Hollow holds, also known as hollow body holds, are a particular movement designed to strengthen your core. By definition, this isometric movement (static contraction), involves you to lay on the ground while lifting your extremities (arms and legs), shoulders, and head off of the ground in a banana-like position. From here, you will ‘hold’ the body in the ‘hollow’ position for a designated amount of time. This movement is great for building strength through the midline as well as building tenacity from a mental perspective (trust us, this movement gets hard quick!)

Hollow Body Hold Benefits

1. Midline Strength and Control

With hollow holds you’re going to be able to target the midline of your body to transcend overall strength and control while doing other things. Whether you’re putting a box up on the top shelf of the rack in the garage or trying to get yourself up and over the high bar, or even catching a clean and sending it into a jerk, a strong core is crucial to being able to stabilize and support the spine. When the spine is supported with the muscles worked by hollow holds you’re going to be able to avoid/prevent rotation of the spine when the body is reaching or compressing, especially during movements like squats, deadlifts, and gymnastics.

2. Improved Gymnastics

Looking to improve your gymnastic/high bar skills in CrossFit and/or your calisthenics? Then hollow holds are going to be a movement that comes in clutch for developing your midline strength, control, and ability to move your body with more force and tension. Whether you’re performing toe to bar, bar muscle ups, chest to bar, or ring muscle ups (to name a few), you’re going to need significant strength in your core. Hollow holds are a great way to get in tune with your body while holding a group of muscles steady with low impact on the joints and the body.

3. Posture and Balance

When done correctly hollow holds can improve posture and balance. As we age we naturally lose muscle and this negatively affects our ability to stay upright and balanced against gravity. On top of it, if you spend most of your day sitting, chances are that you’re not using/engaging your core much (or at all) while you sit. So then by the time you hit the gym you might feel weak and imbalanced. These are great reasons to use hollow holds as an accessory piece to any type of health, fitness, or training goal that you have, especially because they’re low impact and give you a lot of bang for your buck, so to speak. 

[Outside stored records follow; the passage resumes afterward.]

//! Gemini Chat Widget
//!
//! A single-conversation chat widget served as HTML over Axum + HTMX. The
//! user's messages are relayed to a remote AI endpoint and both sides of the
//! conversation are kept in an append-only transcript.
//!
//! # Architecture
//!
//! - **Widget**: transcript, draft and loading flag owned by one task per
//!   session and updated through a reducer
//! - **Dispatch**: one spawned request per submission against a
//!   [`ChatBackend`](widget::ChatBackend), always settled exactly once
//! - **Server**: Axum routes for the page, form posts and an SSE stream of
//!   re-rendered fragments
//!
//! # Modules
//!
//! - [`widget`]: widget state, reducer, dispatcher and runtime
//! - [`session`]: per-browser sessions and idle expiry
//! - [`view`]: HTML rendering
//! - [`server`]: router and handlers
//! - [`config`]: layered configuration
//! - [`telemetry`]: tracing subscriber setup
//! - [`error`]: error types

// Allow pedantic clippy warnings that don't add value for this codebase
#![allow(clippy::missing_fields_in_debug)]
#![allow(clippy::cargo_common_metadata)]
#![allow(clippy::multiple_crate_versions)]
#![allow(clippy::unused_async)]

pub mod config;
pub mod error;
pub mod server;
pub mod session;
pub mod telemetry;
pub mod view;
pub mod widget;

use std::sync::Arc;

use crate::config::AppConfig;
use crate::session::SessionStore;

/// Application state shared across all handlers.
#[derive(Debug, Clone)]
pub struct AppState {
    /// Loaded configuration.
    pub config: Arc<AppConfig>,
    /// Session store; one widget per session.
    pub sessions: SessionStore,
}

How To Do Hollow Holds Correctly

  • Step 1: Start by lying down on the floor on your back
  • Step 2: Extend arms and legs straight out and push the small of your back to the ground (there should be no gap)
  • Step 3: Raise your head (don't tuck your chin), shoulders, arms, and legs off the ground into the hollow body position (do not strain the neck and make sure to breathe)
  • Step 4: Hold this position tight for :10 - :30 seconds while keeping the small of the back pressed into the ground
  • Step 5: Relax and rest before you repeat

Hollow Body Hold Muscles Worked

Hollow holds are a solid movement for building strength through a variety of muscles throughout your front core. However, it’s important to note that since the legs and arms are engaged, there are other muscles throughout the body that you’ll call on for control throughout the movement. So aside from the rectus abdominis, obliques, serratus anterior, transverse abdominals, quadriceps, erector spinae, and hip flexors. 

Hollow Body Hold Progressions

If you’re unable to go right into the hollow position with the arms and legs extended overhead then we recommend modifying the movement until you build up the full body and core strength required. You may want to try getting into the hollow hold position with one leg, or both legs in a bent position. As you get stronger in the movement and your midline, begin to extend the legs until you’re able to reach the straight position. If these are still too hard and you’re having trouble with achieving the hollow hold position, we recommend incorporating straight leg raises with the arms at your side or under your booty. You can also do this with bent legs.

*Remember* The point of hollow body holds are to build strength in the midline by using the midline core strength. If you’re arching your back you’re putting an unnecessary amount of pressure on your lower and upper back while also disengaging the core. Focus on squeezing your belly button to your spine and using those abs! They’ll get stronger over time, we promise.